Depression encompasses such a broad emotional range that varies from feeling a bit ‘low’ from time to time, to such a dominant ‘emptiness’ that it severely interferes with our ability to go on with our everyday life.
In Chinese medicine (CM), harmful emotions are split into five different groups, with each one attributed to a specific CM organ. For example, anger belongs to the Liver while fear is connected to the Kidneys. In addition to dominating organs (that will have to be treated accordingly), every emotion causes a different flow of Qi (Energy). While anger will cause the Qi to stagnate (just think of a boiling pressure cooker that is just waiting to explode), fear on the other side is draining, evaporating the Qi (when someone literally wees their pants from fear, CM attributes it to Qi vanishing so fast that you don’t have enough energy left to control your bladder).

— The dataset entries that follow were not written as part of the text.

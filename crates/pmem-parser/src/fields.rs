//! Labeled-field extraction from a section body.
//!
//! Lines are classified one at a time and fed through a small state machine:
//! a `**Label:**` line opens a field, bullets and plain text attach to the
//! open field, fenced code is captured separately, and an `Error:` line is
//! recorded wherever it appears.

use regex::Regex;
use std::sync::LazyLock;

use crate::sections::is_fence;

/// `**Label:** value` or `**Label**: value`, optionally bulleted.
static LABEL_RE: LazyLock<Regex> = LazyLock::new(|| {
    Regex::new(r"^(?:[-*+]\s+)?\*\*([^*]+?)(?::\*\*|\*\*:)\s*(.*)$").expect("valid regex")
});

static BULLET_RE: LazyLock<Regex> =
    LazyLock::new(|| Regex::new(r"^(?:[-*+]|\d+[.)])\s+(.*)$").expect("valid regex"));

/// One labeled field and whatever followed it.
#[derive(Debug, Clone, Default, PartialEq, Eq)]
pub struct Field {
    /// Lowercased label with inner whitespace collapsed.
    pub label: String,
    /// Text on the label line after the colon.
    pub inline: String,
    /// Bullet items following the label.
    pub items: Vec<String>,
    /// Non-bullet lines following the label.
    pub text: Vec<String>,
}

impl Field {
    /// Inline value plus continuation lines, trimmed. None when empty.
    pub fn value(&self) -> Option<String> {
        let mut parts: Vec<&str> = Vec::new();
        if !self.inline.trim().is_empty() {
            parts.push(self.inline.trim());
        }
        parts.extend(self.text.iter().map(|t| t.trim()).filter(|t| !t.is_empty()));
        if parts.is_empty() {
            None
        } else {
            Some(parts.join("\n"))
        }
    }

    /// Bullet items, or the inline value split on commas when no bullets
    /// were given.
    pub fn list(&self) -> Vec<String> {
        if !self.items.is_empty() {
            return self.items.clone();
        }
        self.inline
            .split(',')
            .map(str::trim)
            .filter(|part| !part.is_empty())
            .map(str::to_string)
            .collect()
    }
}

/// All fields of one section body.
#[derive(Debug, Clone, Default, PartialEq, Eq)]
pub struct Fields {
    fields: Vec<Field>,
    /// Contents of fenced code blocks, in order.
    pub code_blocks: Vec<String>,
    /// Text after the first line beginning with `Error:`.
    pub error_line: Option<String>,
}

#[derive(Debug)]
enum LineKind<'a> {
    Fence,
    Label { label: &'a str, value: &'a str },
    Error(&'a str),
    Bullet(&'a str),
    Blank,
    Text(&'a str),
}

fn classify_line(line: &str) -> LineKind<'_> {
    let trimmed = line.trim();
    if trimmed.is_empty() {
        return LineKind::Blank;
    }
    if is_fence(trimmed) {
        return LineKind::Fence;
    }
    if let Some(rest) = trimmed.strip_prefix("Error:") {
        return LineKind::Error(rest.trim());
    }
    if let Some(caps) = LABEL_RE.captures(trimmed) {
        if let (Some(label), Some(value)) = (caps.get(1), caps.get(2)) {
            return LineKind::Label {
                label: label.as_str(),
                value: value.as_str(),
            };
        }
    }
    if let Some(caps) = BULLET_RE.captures(trimmed) {
        if let Some(item) = caps.get(1) {
            return LineKind::Bullet(item.as_str());
        }
    }
    LineKind::Text(trimmed)
}

impl Fields {
    pub fn parse(lines: &[&str]) -> Self {
        let mut out = Self::default();
        let mut current: Option<Field> = None;
        let mut code: Option<Vec<&str>> = None;

        for &line in lines {
            if let Some(buf) = code.as_mut() {
                if is_fence(line) {
                    out.code_blocks.push(buf.join("\n"));
                    code = None;
                } else {
                    buf.push(line);
                }
                continue;
            }

            match classify_line(line) {
                LineKind::Fence => code = Some(Vec::new()),
                LineKind::Label { label, value } => {
                    if let Some(done) = current.take() {
                        out.fields.push(done);
                    }
                    current = Some(Field {
                        label: normalize_label(label),
                        inline: value.trim().to_string(),
                        ..Field::default()
                    });
                }
                LineKind::Error(message) => {
                    if out.error_line.is_none() && !message.is_empty() {
                        out.error_line = Some(message.to_string());
                    }
                }
                LineKind::Bullet(item) => {
                    if let Some(field) = current.as_mut() {
                        field.items.push(item.trim().to_string());
                    }
                }
                LineKind::Text(text) => {
                    if let Some(field) = current.as_mut() {
                        match field.items.last_mut() {
                            Some(last) => {
                                last.push(' ');
                                last.push_str(text);
                            }
                            None => field.text.push(text.to_string()),
                        }
                    }
                }
                LineKind::Blank => {}
            }
        }

        // An unclosed fence still yields its contents.
        if let Some(buf) = code {
            out.code_blocks.push(buf.join("\n"));
        }
        if let Some(done) = current {
            out.fields.push(done);
        }
        out
    }

    /// First field whose label is any of `labels` (already lowercase).
    pub fn get(&self, labels: &[&str]) -> Option<&Field> {
        labels
            .iter()
            .find_map(|wanted| self.fields.iter().find(|f| f.label == *wanted))
    }

    pub fn value(&self, labels: &[&str]) -> Option<String> {
        self.get(labels).and_then(Field::value)
    }

    pub fn list(&self, labels: &[&str]) -> Vec<String> {
        self.get(labels).map(Field::list).unwrap_or_default()
    }
}

fn normalize_label(label: &str) -> String {
    label
        .split_whitespace()
        .collect::<Vec<_>>()
        .join(" ")
        .to_lowercase()
}

/// Interpret yes/no style values. None when the value is neither.
pub fn parse_flag(value: &str) -> Option<bool> {
    let lower = value.trim().to_lowercase();
    let word = lower
        .split(|c: char| c.is_whitespace() || c == ',' || c == '.' || c == '(')
        .next()
        .unwrap_or("");
    match word {
        "yes" | "y" | "true" | "approved" | "✓" | "✅" => Some(true),
        "no" | "n" | "false" | "rejected" | "✗" | "❌" => Some(false),
        _ => None,
    }
}

/// Remove surrounding backticks and whitespace from a path-like value.
pub fn strip_code_span(value: &str) -> String {
    value.trim().trim_matches('`').trim().to_string()
}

Depression/Sadness in CM is closely associated to the Lungs (sometimes, even taking a deep breath feels exhausting) and the emotion is usually connected to a Qi deficiency, it’s ‘empty’. Of course, this is a very purist summary, in reality, most patterns are mixed. So, for example, there might be an underlying irritability, which means that the Liver is involved as well, or a lack of joy, which points towards the Heart.
Emotional Qi imbalances react quite nicely to acupuncture, though a supporting herbal formula can be invaluable.